When Golden Knights GM Kelly McCrimmon explains the circumstances that led him to acquiring Eichel, it’s evident he was living in both spaces. McCrimmon said the last time the Golden Knights played the Stars in the postseason, in the Edmonton bubble back in 2019-20, it became clear to him certain items are needed for a team to win a Stanley Cup.
McCrimmon said what the Tampa Bay Lightning had with Victor Hedman and the St. Louis Blues with Pietrangelo showed that championship teams cannot win without a No. 1 defenseman.
“I think in the same breath, so is a No. 1 center,” McCrimmon said. “We had good centers, but if you look at the Montreal series [in the 2020-21 playoffs], Chandler Stephenson was injured. All of a sudden, you’ve run out of centers. Right now, one of the strengths of our team is our strength up the middle.”
Strengths. As in plural. Being formidable in a variety of areas is part of the reason Golden Knights winger Jonathan Marchessault said after Game 2 that this year’s team is “the best team we’ve ever had.”
Eichel is one of six Golden Knights players with more than 10 points this postseason. He’s tied with Stone for the team lead in assists and tied for third on the team with six goals, with William Karlsson and Stephenson tied for first with seven.
Still, Eichel has at times stood out with flashes of brilliance. Take Game 5 against Edmonton. He had the goal that tied it 1-1, and then after the Oilers went up 2-1 to end the first period, he had a hand in two of three straight Vegas goals — including the game-winner — in a critical 4-3 victory.
Then, of course, there’s the assist in Game 2 against Dallas that resurfaced the “world class” tag.
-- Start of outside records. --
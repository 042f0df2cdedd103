//! Scoped response store shared by cache mediators
//!
//! Each cache key owns one scope guarded by its own lock, so capacity checks,
//! eviction and insertion within a scope are atomic with respect to each
//! other. Every mutation is replicated after the lock is released.

use std::collections::HashMap;
use std::sync::Arc;
use bytes::Bytes;
use dashmap::DashMap;
use parking_lot::Mutex;
use serde::Serialize;
use tracing::{debug, warn};

use esb_common::now_millis;

use crate::cache::CachedObject;
use crate::replication::{ReplicationUpdate, Replicator};

type Scope = Arc<Mutex<HashMap<String, CachedObject>>>;

/// Result of looking up a request hash
#[derive(Debug, Clone, PartialEq, Eq)]
pub enum Lookup {
    /// A live response is cached
    Hit(Bytes),
    /// An entry exists but is expired or still pending; it was reset to
    /// the in-flight state with a fresh timeout
    Reset,
    Absent,
}

#[derive(Debug, Clone, Copy, PartialEq, Eq)]
pub enum Admission {
    Inserted,
    /// Scope at capacity even after evicting expired entries
    Full,
}

#[derive(Debug, Clone, Copy, Default, PartialEq, Eq, Serialize)]
pub struct ScopeStats {
    pub entries: usize,
    pub pending: usize,
    pub expired: usize,
}

pub struct CacheManager {
    scopes: DashMap<String, Scope>,
    replicator: Arc<dyn Replicator>,
}

impl CacheManager {
    pub fn new(replicator: Arc<dyn Replicator>) -> Self {
        Self {
            scopes: DashMap::new(),
            replicator,
        }
    }

    fn scope(&self, cache_key: &str) -> Scope {
        self.scopes
            .entry(cache_key.to_string())
            .or_insert_with(|| {
                debug!(cache_key = %cache_key, "Creating cache scope");
                Arc::new(Mutex::new(HashMap::new()))
            })
            .clone()
    }

    fn existing_scope(&self, cache_key: &str) -> Option<Scope> {
        self.scopes.get(cache_key).map(|entry| entry.value().clone())
    }

    pub async fn lookup(&self, cache_key: &str, request_hash: &str, timeout_millis: i64) -> Lookup {
        let now = now_millis();
        let reset = {
            let scope = self.scope(cache_key);
            let mut entries = scope.lock();
            let Some(object) = entries.get_mut(request_hash) else {
                return Lookup::Absent;
            };

            if !object.is_expired(now) {
                if let Some(response) = object.response() {
                    return Lookup::Hit(response.clone());
                }
            }

            object.expire();
            object.set_timeout(timeout_millis);
            object.clone()
        };

        debug!(cache_key = %cache_key, request_hash = %request_hash, "Existing cached response has expired. Reset cache element");
        self.replicate(ReplicationUpdate::Upsert {
            cache_key: cache_key.to_string(),
            object: reset,
        })
        .await;
        Lookup::Reset
    }

    /// Register a pending request, evicting expired entries when at capacity
    pub async fn admit(
        &self,
        cache_key: &str,
        request_hash: &str,
        timeout_millis: i64,
        capacity: usize,
    ) -> Admission {
        let now = now_millis();
        let (admitted, evicted) = {
            let scope = self.scope(cache_key);
            let mut entries = scope.lock();
            let mut evicted = Vec::new();

            if entries.len() >= capacity && !entries.contains_key(request_hash) {
                evicted = evict_expired(&mut entries, now);
            }

            if entries.len() >= capacity && !entries.contains_key(request_hash) {
                (None, evicted)
            } else {
                let object = entries
                    .entry(request_hash.to_string())
                    .or_insert_with(|| CachedObject::new(request_hash, timeout_millis))
                    .clone();
                (Some(object), evicted)
            }
        };

        self.replicate_removals(cache_key, evicted).await;

        match admitted {
            Some(object) => {
                self.replicate(ReplicationUpdate::Upsert {
                    cache_key: cache_key.to_string(),
                    object,
                })
                .await;
                Admission::Inserted
            }
            None => {
                debug!(cache_key = %cache_key, capacity, "In-memory cache is full. Unable to cache");
                Admission::Full
            }
        }
    }

    /// Attach a response to a pending entry; `false` when no entry matches
    pub async fn store_response(&self, cache_key: &str, request_hash: &str, response: Bytes) -> bool {
        let now = now_millis();
        let updated = {
            let Some(scope) = self.existing_scope(cache_key) else {
                return false;
            };
            let mut entries = scope.lock();
            match entries.get_mut(request_hash) {
                Some(object) => {
                    object.set_response(response, now);
                    object.clone()
                }
                None => return false,
            }
        };

        self.replicate(ReplicationUpdate::Upsert {
            cache_key: cache_key.to_string(),
            object: updated,
        })
        .await;
        true
    }

    pub fn get(&self, cache_key: &str, request_hash: &str) -> Option<CachedObject> {
        let scope = self.existing_scope(cache_key)?;
        let entries = scope.lock();
        let object = entries.get(request_hash).cloned();
        object
    }

    pub fn keys(&self, cache_key: &str) -> Vec<String> {
        let Some(scope) = self.existing_scope(cache_key) else {
            return Vec::new();
        };
        let entries = scope.lock();
        let keys: Vec<String> = entries.keys().cloned().collect();
        keys
    }

    pub fn scope_keys(&self) -> Vec<String> {
        self.scopes.iter().map(|entry| entry.key().clone()).collect()
    }

    pub fn stats(&self, cache_key: &str) -> ScopeStats {
        let now = now_millis();
        let Some(scope) = self.existing_scope(cache_key) else {
            return ScopeStats::default();
        };
        let entries = scope.lock();
        ScopeStats {
            entries: entries.len(),
            pending: entries.values().filter(|o| o.is_pending()).count(),
            expired: entries.values().filter(|o| o.is_expired(now)).count(),
        }
    }

    pub async fn remove_expired(&self, cache_key: &str) -> usize {
        let now = now_millis();
        let Some(scope) = self.existing_scope(cache_key) else {
            return 0;
        };
        let evicted = {
            let mut entries = scope.lock();
            evict_expired(&mut entries, now)
        };
        let count = evicted.len();
        self.replicate_removals(cache_key, evicted).await;
        count
    }

    pub async fn clear(&self, cache_key: &str) {
        if let Some(scope) = self.existing_scope(cache_key) {
            scope.lock().clear();
        }
        self.replicate(ReplicationUpdate::Clear {
            cache_key: cache_key.to_string(),
        })
        .await;
    }

    /// Apply an update received from a cluster peer without re-replicating it
    pub fn apply_replicated(&self, update: ReplicationUpdate) {
        match update {
            ReplicationUpdate::Upsert { cache_key, object } => {
                let scope = self.scope(&cache_key);
                let mut entries = scope.lock();
                entries.insert(object.request_hash().to_string(), object);
            }
            ReplicationUpdate::Remove { cache_key, request_hash } => {
                if let Some(scope) = self.existing_scope(&cache_key) {
                    scope.lock().remove(&request_hash);
                }
            }
            ReplicationUpdate::Clear { cache_key } => {
                if let Some(scope) = self.existing_scope(&cache_key) {
                    scope.lock().clear();
                }
            }
        }
    }

    async fn replicate_removals(&self, cache_key: &str, hashes: Vec<String>) {
        for request_hash in hashes {
            self.replicate(ReplicationUpdate::Remove {
                cache_key: cache_key.to_string(),
                request_hash,
            })
            .await;
        }
    }

    async fn replicate(&self, update: ReplicationUpdate) {
        if let Err(e) = self.replicator.replicate(&update).await {
            warn!(
                cache_key = %update.cache_key(),
                error = %e,
                "Unable to replicate cache state among the cluster"
            );
        }
    }
}

fn evict_expired(entries: &mut HashMap<String, CachedObject>, now: i64) -> Vec<String> {
    let expired: Vec<String> = entries
        .iter()
        .filter(|(_, object)| object.is_expired(now))
        .map(|(hash, _)| hash.clone())
        .collect();
    for hash in &expired {
        entries.remove(hash);
    }
    if !expired.is_empty() {
        debug!(evicted = expired.len(), "Removed expired cache entries");
    }
    expired
}

#[cfg(test)]
mod tests {
    use super::*;
    use std::sync::atomic::{AtomicUsize, Ordering};
    use async_trait::async_trait;
    use esb_common::ReplicationError;
    use crate::replication::NoopReplicator;

    fn manager() -> CacheManager {
        CacheManager::new(Arc::new(NoopReplicator))
    }

    struct FailingReplicator {
        calls: AtomicUsize,
    }

    #[async_trait]
    impl Replicator for FailingReplicator {
        async fn replicate(&self, _update: &ReplicationUpdate) -> Result<(), ReplicationError> {
            self.calls.fetch_add(1, Ordering::SeqCst);
            Err(ReplicationError::Failed("peer unreachable".to_string()))
        }
    }

    #[tokio::test]
    async fn test_admit_then_hit() {
        let cache = manager();
        assert_eq!(cache.lookup("k", "h", 1000).await, Lookup::Absent);
        assert_eq!(cache.admit("k", "h", 60_000, 10).await, Admission::Inserted);

        // pending entries are not servable
        assert_eq!(cache.lookup("k", "h", 60_000).await, Lookup::Reset);

        assert!(cache.store_response("k", "h", Bytes::from_static(b"resp")).await);
        assert_eq!(
            cache.lookup("k", "h", 60_000).await,
            Lookup::Hit(Bytes::from_static(b"resp"))
        );
    }

    #[tokio::test]
    async fn test_expired_entry_is_reset() {
        let cache = manager();
        cache.admit("k", "h", 1, 10).await;
        cache.store_response("k", "h", Bytes::from_static(b"old")).await;
        tokio::time::sleep(std::time::Duration::from_millis(5)).await;

        assert_eq!(cache.lookup("k", "h", 500).await, Lookup::Reset);

        let object = cache.get("k", "h").unwrap();
        assert!(object.is_pending());
        assert_eq!(object.timeout_millis(), 500);
    }

    #[tokio::test]
    async fn test_full_scope_rejects_when_nothing_expired() {
        let cache = manager();
        assert_eq!(cache.admit("k", "a", 60_000, 2).await, Admission::Inserted);
        assert_eq!(cache.admit("k", "b", 60_000, 2).await, Admission::Inserted);
        assert_eq!(cache.admit("k", "c", 60_000, 2).await, Admission::Full);
        assert_eq!(cache.keys("k").len(), 2);
    }

    #[tokio::test]
    async fn test_full_scope_evicts_expired() {
        let cache = manager();
        cache.admit("k", "a", 1, 1).await;
        cache.store_response("k", "a", Bytes::from_static(b"r")).await;
        tokio::time::sleep(std::time::Duration::from_millis(5)).await;

        assert_eq!(cache.admit("k", "b", 1, 1).await, Admission::Inserted);
        assert_eq!(cache.keys("k"), vec!["b".to_string()]);
    }

    #[tokio::test]
    async fn test_store_response_without_pending_entry() {
        let cache = manager();
        assert!(!cache.store_response("k", "missing", Bytes::from_static(b"r")).await);
        assert_eq!(cache.stats("k"), ScopeStats::default());
    }

    #[tokio::test]
    async fn test_replication_failure_does_not_fail_mutation() {
        let replicator = Arc::new(FailingReplicator { calls: AtomicUsize::new(0) });
        let cache = CacheManager::new(replicator.clone());

        assert_eq!(cache.admit("k", "h", 1000, 10).await, Admission::Inserted);
        assert!(cache.store_response("k", "h", Bytes::from_static(b"r")).await);
        assert_eq!(replicator.calls.load(Ordering::SeqCst), 2);
    }

    #[tokio::test]
    async fn test_apply_replicated_updates_peer() {
        let peer = manager();
        let mut object = CachedObject::new("h", 0);
        object.set_response(Bytes::from_static(b"r"), now_millis());

        peer.apply_replicated(ReplicationUpdate::Upsert {
            cache_key: "k".to_string(),
            object,
        });
        assert_eq!(peer.lookup("k", "h", 0).await, Lookup::Hit(Bytes::from_static(b"r")));

        peer.apply_replicated(ReplicationUpdate::Remove {
            cache_key: "k".to_string(),
            request_hash: "h".to_string(),
        });
        assert_eq!(peer.lookup("k", "h", 0).await, Lookup::Absent);
    }

    #[tokio::test]
    async fn test_concurrent_admission_respects_capacity() {
        let cache = Arc::new(manager());
        let tasks: Vec<_> = (0..50)
            .map(|i| {
                let cache = cache.clone();
                tokio::spawn(async move { cache.admit("k", &format!("h{}", i), 60_000, 10).await })
            })
            .collect();

        let mut inserted = 0;
        for task in tasks {
            if task.await.unwrap() == Admission::Inserted {
                inserted += 1;
            }
        }
        assert_eq!(inserted, 10);
        assert_eq!(cache.stats("k").entries, 10);
    }
}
What was Eichel’s take on the play? He was matter-of-fact when describing it, saying he was trying to read the situation with the context of the Stars’ ability to condense space and shrink the zone, which presents challenges.
“It’s just a good forecheck by us. Barbs makes a great play on the wall getting it back,” Eichel said. “Just Marchy’s in the slot, he does a great job of getting inside and it’s a great finish by him.”
That shows off another skill that makes Eichel special, as he turned a question about himself into an answer about everything and everyone else.
But it also goes back to what Marchessault and so many others have said about the Golden Knights. No one person is at the controls. If anything, it’s more like an interchangeable assembly line in how everyone understands they have a job but is aware that what’s asked of them could change at any moment.
In that regard, Eichel is no different.
Yet the great irony in all this? That approach could be the reason Eichel wins a title but not the Conn Smythe in what is his first postseason appearance.
Even so, despite Vegas’ balanced attack, Eichel’s 15 points entering Game 3 are tied with Stars forward Jason Robertson and Stone for fifth in the postseason. Florida Panthers superstar winger Matthew Tkachuk and Stars two-way star center Roope Hintz are the only players on teams that are still alive with more points.
Oddsmakers aren’t shy about Eichel’s Conn Smythe chances. Caesars Sportsbook lists him with 9-2 odds, the third choice behind Panthers teammates Tkachuk and goalie Sergei Bobrovsky.
“I think everyone brings something different to the group,” Eichel said of the Knights. “We’ve done a good job jelling as a team this year, and I think everyone enjoys each other’s company. I think with that, it allows you to be yourself every day.
“The more time you spend around people, I think the more comfortable you get. I think that’s sort of the big thing for me. It’s getting to spend time away from the rink with the guys, going on trips and being on the road. You get to know people. They get to know you. It allows you to be yourself.”